El anuncio de una posible reforma laboral impulsada por el Gobierno nacional encendió las alarmas en distintos gremios de Rosario y la región. Desde el movimiento obrero calificaron el borrador que circula como un retroceso histórico que busca precarizar las condiciones laborales, eliminar derechos adquiridos y debilitar a las organizaciones sindicales.

Entre las voces más críticas se encuentra la del capitán Mariano Moreno, secretario general del Centro de Patrones y Oficiales Fluviales, de Pesca y de Cabotaje Marítimo, quien advirtió que la iniciativa “vuelve a tener como único objetivo quitar derechos a los trabajadores”.

“Esta reforma busca imponer un modelo de trabajadores golondrina, como los de aplicaciones Uber, Rappi o Pedidos Ya: sin representación sindical, sin Convenio Colectivo de Trabajo y sin leyes claras que los protejan. Ese esquema lo quieren aplicar a todas las actividades”, sostuvo el dirigente. Moreno consideró que la propuesta “no apunta a generar empleo ni desarrollo, sino a consolidar un modelo de precarización estructural”.

“Flexibilización y pérdida de derechos”

Desde el sector estatal, la secretaria general de ATE Rosario, Lorena Almirón, calificó la reforma como “una locura” y alertó que “faltan cadenas en los pies”.
“Es más flexibilización laboral y pérdida de derechos. Nosotros creemos que la jornada laboral se debe reducir y no aumentar. Vienen a quitarnos los logros conquistados por los trabajadores y nos van a querer imponer una reforma laboral a gusto de Estados Unidos”, expresó.

En la misma línea, Marcelo Zabala, titular del gremio de Marina Mercante de Santa Fe, sostuvo que “pretenden llevar adelante jornadas de trabajo interminables y para los trabajadores es más precarización”.
El dirigente consideró que el movimiento obrero deberá articular estrategias conjuntas para frenar este avance: “Seguramente desde los sindicatos surgirán las ideas para contrarrestar este proyecto”.

“Sin participación de los trabajadores no hay futuro productivo”

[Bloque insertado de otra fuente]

use std::process::ExitCode;
use std::sync::Arc;

use anyhow::{Context, Result};
use clap::Parser;
use nchost_cli::cli::Cli;
use nchost_cli::netcode::NetcodeLibrary;
use nchost_cli::{host, install, logging};
use nchost_protocol::PROTOCOL_VERSION;
use tracing::info;

fn main() -> ExitCode {
	let cli = Cli::parse();
	logging::init_logging(cli.verbose);

	let result = if cli.is_install() {
		install_for_user()
	} else {
		run_host(&cli)
	};

	match result {
		Ok(()) => ExitCode::SUCCESS,
		Err(err) => {
			eprintln!("nchost: {err:#}");
			ExitCode::FAILURE
		}
	}
}

fn install_for_user() -> Result<()> {
	let installation = install::run()?;
	println!("Installed {}", installation.binary.display());
	println!("Firefox manifest: {}", installation.firefox_manifest.display());
	println!("Chrome manifest: {}", installation.chrome_manifest.display());
	Ok(())
}

fn run_host(cli: &Cli) -> Result<()> {
	info!(
		target: "nchost",
		version = PROTOCOL_VERSION,
		caller = ?cli.caller,
		"starting host"
	);

	let runtime = tokio::runtime::Builder::new_multi_thread()
		.enable_all()
		.build()
		.context("Failed to start async runtime")?;

	let result = runtime.block_on(host::run_stdio(
		Arc::new(NetcodeLibrary),
		cli.dispatcher_config(),
	));

	// A pending stdin read can't be interrupted, so don't wait for it
	runtime.shutdown_background();

	result
}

Por su parte, Julio Barroso, secretario general del Sindicato de Trabajadores Químicos de San Lorenzo, advirtió que la discusión sobre la reforma “debe ir acompañada por una mirada nacional que contemple la producción y la participación de los trabajadores”.
“Lo grave es que no tengamos nuestras propias reformas, un RIGI que asegure cadena de proveedores locales, transferencia tecnológica y participación obrera. La Constitución Nacional, en su artículo 14 bis, establece la participación en las ganancias y el control de la producción. Sin eso, estamos condenados a ser simples empleados del capital extranjero”, remarcó.

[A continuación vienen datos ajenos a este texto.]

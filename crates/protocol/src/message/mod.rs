//! Typed protocol messages.
//!
//! Each type code maps to exactly one [`Message`] variant with a fixed
//! payload shape. Binary payloads (connect tokens and packets) travel as
//! standard base64 strings and are decoded here.

#[cfg(test)]
mod tests;

use base64::Engine;
use base64::engine::general_purpose::STANDARD;

use crate::envelope::{Envelope, Scalar};
use crate::error::PayloadError;

/// Identifier of a live session, allocated by the host.
pub type SessionId = i64;

/// Message type codes.
pub mod kind {
	pub const CREATE_SESSION: i64 = 101;
	pub const SET_TICK_RATE: i64 = 102;
	pub const CONNECT_SESSION: i64 = 103;
	pub const SEND_PACKET: i64 = 104;
	pub const PACKET_RECEIVED: i64 = 105;
	pub const GET_SESSION_STATE: i64 = 106;
	pub const DESTROY_SESSION: i64 = 107;
	pub const SESSION_DESTROYED: i64 = 108;
	pub const CHECK_PRESENCE: i64 = 109;
	pub const SESSION_STATE_CHANGED: i64 = 110;

	pub const SESSION_CREATED: i64 = 201;
	pub const SUCCESS: i64 = 202;
	pub const ERROR: i64 = 203;
	pub const INTERNAL_ERROR: i64 = 204;

	/// Returns true for codes the extension may send to the host.
	pub fn is_request(code: i64) -> bool {
		matches!(
			code,
			CREATE_SESSION
				| SET_TICK_RATE
				| CONNECT_SESSION
				| SEND_PACKET
				| GET_SESSION_STATE
				| DESTROY_SESSION
				| CHECK_PRESENCE
		)
	}
}

/// Every message the host reads or writes.
///
/// Requests and replies carry a correlation `id`. Events (`PacketReceived`,
/// `SessionDestroyed`, `SessionStateChanged`) put the session id in the same
/// slot instead.
#[derive(Debug, Clone, PartialEq, Eq)]
pub enum Message {
	CreateSession {
		id: i64,
	},
	SetTickRate {
		id: i64,
		session_id: SessionId,
		rate: i64,
	},
	ConnectSession {
		id: i64,
		session_id: SessionId,
		token: Vec<u8>,
	},
	SendPacket {
		id: i64,
		session_id: SessionId,
		data: Vec<u8>,
	},
	PacketReceived {
		session_id: SessionId,
		data: Vec<u8>,
	},
	GetSessionState {
		id: i64,
		session_id: SessionId,
	},
	DestroySession {
		id: i64,
		session_id: SessionId,
	},
	SessionDestroyed {
		session_id: SessionId,
	},
	CheckPresence {
		id: i64,
	},
	SessionStateChanged {
		session_id: SessionId,
		state: String,
	},
	SessionCreated {
		id: i64,
		session_id: SessionId,
	},
	/// Generic success reply, optionally carrying one string value.
	Success {
		id: i64,
		value: Option<String>,
	},
	Error {
		id: i64,
		message: String,
	},
	InternalError {
		id: i64,
		message: String,
	},
}

impl Message {
	/// Empty success reply.
	pub fn ok(id: i64) -> Self {
		Message::Success { id, value: None }
	}

	/// Type code written on the wire.
	pub fn kind(&self) -> i64 {
		match self {
			Message::CreateSession { .. } => kind::CREATE_SESSION,
			Message::SetTickRate { .. } => kind::SET_TICK_RATE,
			Message::ConnectSession { .. } => kind::CONNECT_SESSION,
			Message::SendPacket { .. } => kind::SEND_PACKET,
			Message::PacketReceived { .. } => kind::PACKET_RECEIVED,
			Message::GetSessionState { .. } => kind::GET_SESSION_STATE,
			Message::DestroySession { .. } => kind::DESTROY_SESSION,
			Message::SessionDestroyed { .. } => kind::SESSION_DESTROYED,
			Message::CheckPresence { .. } => kind::CHECK_PRESENCE,
			Message::SessionStateChanged { .. } => kind::SESSION_STATE_CHANGED,
			Message::SessionCreated { .. } => kind::SESSION_CREATED,
			Message::Success { .. } => kind::SUCCESS,
			Message::Error { .. } => kind::ERROR,
			Message::InternalError { .. } => kind::INTERNAL_ERROR,
		}
	}

	/// Value of the wire `id` slot: correlation id or, for events, session id.
	pub fn id(&self) -> i64 {
		match self {
			Message::CreateSession { id }
			| Message::SetTickRate { id, .. }
			| Message::ConnectSession { id, .. }
			| Message::SendPacket { id, .. }
			| Message::GetSessionState { id, .. }
			| Message::DestroySession { id, .. }
			| Message::CheckPresence { id }
			| Message::SessionCreated { id, .. }
			| Message::Success { id, .. }
			| Message::Error { id, .. }
			| Message::InternalError { id, .. } => *id,
			Message::PacketReceived { session_id, .. }
			| Message::SessionDestroyed { session_id }
			| Message::SessionStateChanged { session_id, .. } => *session_id,
		}
	}

	/// Returns true for unsolicited session events.
	pub fn is_event(&self) -> bool {
		matches!(
			self,
			Message::PacketReceived { .. }
				| Message::SessionDestroyed { .. }
				| Message::SessionStateChanged { .. }
		)
	}

	pub fn into_envelope(self) -> Envelope {
		let kind = self.kind();
		let id = self.id();
		let payload = match self {
			Message::CreateSession { .. }
			| Message::CheckPresence { .. }
			| Message::SessionDestroyed { .. } => vec![],
			Message::SetTickRate {
				session_id, rate, ..
			} => vec![Scalar::Int(session_id), Scalar::Int(rate)],
			Message::ConnectSession {
				session_id, token, ..
			} => vec![Scalar::Int(session_id), Scalar::Str(STANDARD.encode(token))],
			Message::SendPacket {
				session_id, data, ..
			} => vec![Scalar::Int(session_id), Scalar::Str(STANDARD.encode(data))],
			Message::PacketReceived { data, .. } => vec![Scalar::Str(STANDARD.encode(data))],
			Message::GetSessionState { session_id, .. }
			| Message::DestroySession { session_id, .. }
			| Message::SessionCreated { session_id, .. } => vec![Scalar::Int(session_id)],
			Message::SessionStateChanged { state, .. } => vec![Scalar::Str(state)],
			Message::Success { value, .. } => value.into_iter().map(Scalar::Str).collect(),
			Message::Error { message, .. } | Message::InternalError { message, .. } => {
				vec![Scalar::Str(message)]
			}
		};
		Envelope::new(kind, id, payload)
	}
}

impl TryFrom<Envelope> for Message {
	type Error = PayloadError;

	fn try_from(envelope: Envelope) -> Result<Self, PayloadError> {
		let Envelope {
			kind: code,
			id,
			payload,
		} = envelope;
		let fields = Fields {
			kind: code,
			payload,
		};

		let message = match code {
			kind::CREATE_SESSION => {
				fields.expect(0)?;
				Message::CreateSession { id }
			}
			kind::SET_TICK_RATE => {
				fields.expect(2)?;
				Message::SetTickRate {
					id,
					session_id: fields.int(0)?,
					rate: fields.int(1)?,
				}
			}
			kind::CONNECT_SESSION => {
				fields.expect(2)?;
				Message::ConnectSession {
					id,
					session_id: fields.int(0)?,
					token: fields.base64(1)?,
				}
			}
			kind::SEND_PACKET => {
				fields.expect(2)?;
				Message::SendPacket {
					id,
					session_id: fields.int(0)?,
					data: fields.base64(1)?,
				}
			}
			kind::PACKET_RECEIVED => {
				fields.expect(1)?;
				Message::PacketReceived {
					session_id: id,
					data: fields.base64(0)?,
				}
			}
			kind::GET_SESSION_STATE => {
				fields.expect(1)?;
				Message::GetSessionState {
					id,
					session_id: fields.int(0)?,
				}
			}
			kind::DESTROY_SESSION => {
				fields.expect(1)?;
				Message::DestroySession {
					id,
					session_id: fields.int(0)?,
				}
			}
			kind::SESSION_DESTROYED => {
				fields.expect(0)?;
				Message::SessionDestroyed { session_id: id }
			}
			kind::CHECK_PRESENCE => {
				fields.expect(0)?;
				Message::CheckPresence { id }
			}
			kind::SESSION_STATE_CHANGED => {
				fields.expect(1)?;
				Message::SessionStateChanged {
					session_id: id,
					state: fields.string(0)?,
				}
			}
			kind::SESSION_CREATED => {
				fields.expect(1)?;
				Message::SessionCreated {
					id,
					session_id: fields.int(0)?,
				}
			}
			kind::SUCCESS => {
				let value = match fields.payload.len() {
					0 => None,
					_ => {
						fields.expect(1)?;
						Some(fields.string(0)?)
					}
				};
				Message::Success { id, value }
			}
			kind::ERROR => {
				fields.expect(1)?;
				Message::Error {
					id,
					message: fields.string(0)?,
				}
			}
			kind::INTERNAL_ERROR => {
				fields.expect(1)?;
				Message::InternalError {
					id,
					message: fields.string(0)?,
				}
			}
			other => return Err(PayloadError::UnknownType(other)),
		};

		Ok(message)
	}
}

/// Payload accessor that reports errors against the message type.
struct Fields {
	kind: i64,
	payload: Vec<Scalar>,
}

impl Fields {
	fn expect(&self, expected: usize) -> Result<(), PayloadError> {
		if self.payload.len() == expected {
			Ok(())
		} else {
			Err(PayloadError::Arity {
				kind: self.kind,
				expected,
				actual: self.payload.len(),
			})
		}
	}

	fn int(&self, index: usize) -> Result<i64, PayloadError> {
		self.payload[index]
			.as_int()
			.ok_or(PayloadError::ElementType {
				kind: self.kind,
				index,
				expected: "an integer",
			})
	}

	fn string(&self, index: usize) -> Result<String, PayloadError> {
		self.payload[index]
			.as_str()
			.map(str::to_string)
			.ok_or(PayloadError::ElementType {
				kind: self.kind,
				index,
				expected: "a string",
			})
	}

	fn base64(&self, index: usize) -> Result<Vec<u8>, PayloadError> {
		let text = self.payload[index]
			.as_str()
			.ok_or(PayloadError::ElementType {
				kind: self.kind,
				index,
				expected: "a base64 string",
			})?;
		STANDARD.decode(text).map_err(|_| PayloadError::Base64 {
			kind: self.kind,
			index,
		})
	}
}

En conjunto, los gremios locales coincidieron en que la reforma laboral representa un retroceso en materia de derechos sociales y una amenaza directa al trabajo digno.
“Se viene una nueva época de esclavitud para el trabajador”, sintetizó un dirigente rosarino, reflejando la preocupación general del movimiento obrero frente a un escenario que consideran de ajuste, desprotección y pérdida de soberanía laboral.